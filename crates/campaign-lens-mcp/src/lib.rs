// crates/campaign-lens-mcp/src/lib.rs
// ============================================================================
// Module: Campaign Lens MCP
// Description: MCP server exposing read-only campaign reporting tools.
// Purpose: Serve the tool catalog over stdin/stdout and HTTP transports.
// Dependencies: campaign-lens-core, campaign-lens-config, axum, tokio
// ============================================================================

//! ## Overview
//! Campaign Lens MCP exposes three reporting tools through one protocol
//! [`Gateway`]. Transports only move bytes; every failure below the gateway
//! becomes a structured JSON-RPC response and never ends the process.

// ============================================================================
// SECTION: Modules
// ============================================================================

pub mod audit;
pub mod gateway;
pub mod server;
pub mod session;
pub mod tools;

// ============================================================================
// SECTION: Re-Exports
// ============================================================================

pub use audit::AuditSink;
pub use audit::FileAuditSink;
pub use audit::NoopAuditSink;
pub use audit::RequestAuditEvent;
pub use audit::StderrAuditSink;
pub use gateway::Gateway;
pub use gateway::GatewayReply;
pub use gateway::JsonRpcError;
pub use gateway::JsonRpcResponse;
pub use server::HttpState;
pub use server::McpServer;
pub use server::McpServerError;
pub use server::build_credential_manager;
pub use server::http_router;
pub use server::serve_stream;
pub use session::SESSION_HEADER;
pub use tools::ToolError;
pub use tools::ToolName;
pub use tools::ToolRouter;
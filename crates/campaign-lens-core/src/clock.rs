// crates/campaign-lens-core/src/clock.rs
// ============================================================================
// Module: Clock
// Description: Wall-clock abstraction for credential expiry decisions.
// Purpose: Allow deterministic expiry tests without sleeping.
// Dependencies: std
// ============================================================================

//! ## Overview
//! Expiry timestamps are absolute epoch milliseconds, matching the durable
//! credential file format. The [`Clock`] trait is injected into the
//! credential manager so tests can pin "now".

use std::time::SystemTime;
use std::time::UNIX_EPOCH;

/// Source of the current wall-clock time in epoch milliseconds.
pub trait Clock: Send + Sync {
    /// Returns the current time as milliseconds since the Unix epoch.
    fn now_millis(&self) -> i64;
}

/// Clock backed by [`SystemTime`].
#[derive(Debug, Default, Clone, Copy)]
pub struct SystemClock;

impl Clock for SystemClock {
    fn now_millis(&self) -> i64 {
        let elapsed = SystemTime::now().duration_since(UNIX_EPOCH).unwrap_or_default();
        i64::try_from(elapsed.as_millis()).unwrap_or(i64::MAX)
    }
}
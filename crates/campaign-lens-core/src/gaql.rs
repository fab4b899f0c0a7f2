// crates/campaign-lens-core/src/gaql.rs
// ============================================================================
// Module: Query Builders
// Description: Read-only advertising query statements and input validation.
// Purpose: Build fixed query text from validated identifiers and dates.
// Dependencies: thiserror, time
// ============================================================================

//! ## Overview
//! Every caller-supplied value is validated before it reaches query text:
//! identifiers must be ASCII digits and dates must be real `YYYY-MM-DD`
//! calendar dates with `start <= end`. Validated values are re-rendered from
//! their parsed form rather than spliced through.

// ============================================================================
// SECTION: Imports
// ============================================================================

use thiserror::Error;
use time::Date;
use time::format_description::BorrowedFormatItem;
use time::macros::format_description;

// ============================================================================
// SECTION: Constants
// ============================================================================

/// Accepted date layout.
const DATE_FORMAT: &[BorrowedFormatItem<'static>] = format_description!("[year]-[month]-[day]");

/// Maximum identifier length accepted.
const MAX_ID_LENGTH: usize = 20;

// ============================================================================
// SECTION: Errors
// ============================================================================

/// Rejected query input.
#[derive(Debug, Error, Clone, PartialEq, Eq)]
pub enum QueryInputError {
    /// Identifier is empty, too long or not numeric.
    #[error("{field} must be a numeric id, got {value:?}")]
    InvalidId {
        /// Argument name.
        field: &'static str,
        /// Offending value.
        value: String,
    },
    /// Date is not a strict `YYYY-MM-DD` calendar date.
    #[error("{field} must be a YYYY-MM-DD date, got {value:?}")]
    InvalidDate {
        /// Argument name.
        field: &'static str,
        /// Offending value.
        value: String,
    },
    /// Start date falls after end date.
    #[error("start_date {start} is after end_date {end}")]
    InvertedRange {
        /// Start date.
        start: String,
        /// End date.
        end: String,
    },
}

// ============================================================================
// SECTION: Validation
// ============================================================================

/// Inclusive, validated date range.
#[derive(Debug, Clone, Copy, PartialEq, Eq)]
pub struct DateRange {
    /// First day.
    start: Date,
    /// Last day.
    end: Date,
}

impl DateRange {
    /// Parses and orders a date range.
    ///
    /// # Errors
    ///
    /// Returns [`QueryInputError`] when either date is malformed or the range
    /// is inverted.
    pub fn parse(start: &str, end: &str) -> Result<Self, QueryInputError> {
        let start_date = parse_date("start_date", start)?;
        let end_date = parse_date("end_date", end)?;
        if start_date > end_date {
            return Err(QueryInputError::InvertedRange {
                start: start.to_string(),
                end: end.to_string(),
            });
        }
        Ok(Self {
            start: start_date,
            end: end_date,
        })
    }

    /// Returns the start date as `YYYY-MM-DD`.
    #[must_use]
    pub fn start(&self) -> String {
        render_date(self.start)
    }

    /// Returns the end date as `YYYY-MM-DD`.
    #[must_use]
    pub fn end(&self) -> String {
        render_date(self.end)
    }
}

/// Parses a strict `YYYY-MM-DD` date.
fn parse_date(field: &'static str, value: &str) -> Result<Date, QueryInputError> {
    let invalid = || QueryInputError::InvalidDate {
        field,
        value: value.to_string(),
    };
    if value.len() != 10 {
        return Err(invalid());
    }
    Date::parse(value, DATE_FORMAT).map_err(|_| invalid())
}

/// Renders a date as `YYYY-MM-DD`.
fn render_date(date: Date) -> String {
    format!("{:04}-{:02}-{:02}", date.year(), u8::from(date.month()), date.day())
}

/// Validates a numeric identifier.
///
/// # Errors
///
/// Returns [`QueryInputError::InvalidId`] unless `value` is 1 to 20 ASCII digits.
pub fn validate_id(field: &'static str, value: &str) -> Result<String, QueryInputError> {
    if value.is_empty() || value.len() > MAX_ID_LENGTH || !value.bytes().all(|b| b.is_ascii_digit())
    {
        return Err(QueryInputError::InvalidId {
            field,
            value: value.to_string(),
        });
    }
    Ok(value.to_string())
}

/// Normalizes a customer id written as `123-456-7890` and validates it.
///
/// # Errors
///
/// Returns [`QueryInputError::InvalidId`] when the stripped value is not numeric.
pub fn normalize_customer_id(value: &str) -> Result<String, QueryInputError> {
    let stripped: String = value.trim().chars().filter(|c| *c != '-').collect();
    validate_id("customer_id", &stripped)
}

// ============================================================================
// SECTION: Builders
// ============================================================================

/// Minimal identity query used for connectivity checks.
#[must_use]
pub fn identity_query() -> String {
    "SELECT customer.id, customer.descriptive_name, customer.currency_code, customer.time_zone \
     FROM customer LIMIT 1"
        .to_string()
}

/// Campaign listing ordered by name.
#[must_use]
pub fn campaigns_query() -> String {
    "SELECT campaign.id, campaign.name, campaign.status, \
     campaign.advertising_channel_type, campaign_budget.amount_micros, \
     metrics.impressions, metrics.clicks, metrics.cost_micros, metrics.conversions \
     FROM campaign ORDER BY campaign.name"
        .to_string()
}

/// Daily metrics for one campaign over an inclusive range, newest first.
///
/// # Errors
///
/// Returns [`QueryInputError`] when the campaign id or range is invalid.
pub fn campaign_metrics_query(
    campaign_id: &str,
    start_date: &str,
    end_date: &str,
) -> Result<String, QueryInputError> {
    let campaign_id = validate_id("campaign_id", campaign_id)?;
    let range = DateRange::parse(start_date, end_date)?;
    Ok(format!(
        "SELECT segments.date, campaign.id, campaign.name, metrics.impressions, \
         metrics.clicks, metrics.ctr, metrics.average_cpc, metrics.cost_micros, \
         metrics.conversions, metrics.conversions_value \
         FROM campaign WHERE campaign.id = {campaign_id} \
         AND segments.date BETWEEN '{}' AND '{}' \
         ORDER BY segments.date DESC",
        range.start(),
        range.end()
    ))
}

// ============================================================================
// SECTION: Tests
// ============================================================================

#[cfg(test)]
mod tests {
    #![allow(clippy::unwrap_used, clippy::expect_used, reason = "Test-only assertions.")]

    use super::QueryInputError;
    use super::campaign_metrics_query;
    use super::campaigns_query;
    use super::normalize_customer_id;

    #[test]
    fn metrics_query_filters_and_orders() {
        let query = campaign_metrics_query("123", "2024-01-01", "2024-01-31").unwrap();
        assert!(query.contains("campaign.id = 123"));
        assert!(query.contains("BETWEEN '2024-01-01' AND '2024-01-31'"));
        assert!(query.ends_with("ORDER BY segments.date DESC"));
    }

    #[test]
    fn campaigns_query_orders_by_name() {
        assert!(campaigns_query().ends_with("ORDER BY campaign.name"));
    }

    #[test]
    fn injected_campaign_id_is_rejected() {
        let err = campaign_metrics_query("1 OR 1=1", "2024-01-01", "2024-01-31").unwrap_err();
        assert!(matches!(err, QueryInputError::InvalidId { field: "campaign_id", .. }));
    }

    #[test]
    fn impossible_and_loose_dates_are_rejected() {
        for bad in ["2024-02-30", "2024-1-01", "2024-01-01' --", "yesterday"] {
            let err = campaign_metrics_query("1", bad, "2024-12-31").unwrap_err();
            assert!(matches!(err, QueryInputError::InvalidDate { field: "start_date", .. }), "{bad}");
        }
    }

    #[test]
    fn inverted_range_is_rejected() {
        let err = campaign_metrics_query("1", "2024-02-01", "2024-01-01").unwrap_err();
        assert!(matches!(err, QueryInputError::InvertedRange { .. }));
    }

    #[test]
    fn same_day_range_is_accepted() {
        assert!(campaign_metrics_query("1", "2024-02-29", "2024-02-29").is_ok());
    }

    #[test]
    fn customer_id_dashes_are_stripped() {
        assert_eq!(normalize_customer_id("123-456-7890").unwrap(), "1234567890");
        assert!(normalize_customer_id("abc").is_err());
    }
}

+-------+

### EXERCISE DESCRIPTION
Which lines should be output? Exactly those from the first line of the data through the line containing "pub use server::serve_stream;", inclusive.

### ANSWER SECTION
filename crates/campaign-lens-mcp/src/lib.rs
// crates/campaign-lens-mcp/src/lib.rs
// ============================================================================
// Module: Campaign Lens MCP
// Description: MCP server exposing read-only campaign reporting tools.
// Purpose: Serve the tool catalog over stdin/stdout and HTTP transports.
// Dependencies: campaign-lens-core, campaign-lens-config, axum, tokio
// ============================================================================

//! ## Overview
//! Campaign Lens MCP exposes three reporting tools through one protocol
//! [`Gateway`]. Transports only move bytes; every failure below the gateway
//! becomes a structured JSON-RPC response and never ends the process.

// ============================================================================
// SECTION: Modules
// ============================================================================

pub mod audit;
pub mod gateway;
pub mod server;
pub mod session;
pub mod tools;

// ============================================================================
// SECTION: Re-Exports
// ============================================================================

pub use audit::AuditSink;
pub use audit::FileAuditSink;
pub use audit::NoopAuditSink;
pub use audit::RequestAuditEvent;
pub use audit::StderrAuditSink;
pub use gateway::Gateway;
pub use gateway::GatewayReply;
pub use gateway::JsonRpcError;
pub use gateway::JsonRpcResponse;
pub use server::HttpState;
pub use server::McpServer;
pub use server::McpServerError;
pub use server::build_credential_manager;
pub use server::http_router;
pub use server::serve_stream;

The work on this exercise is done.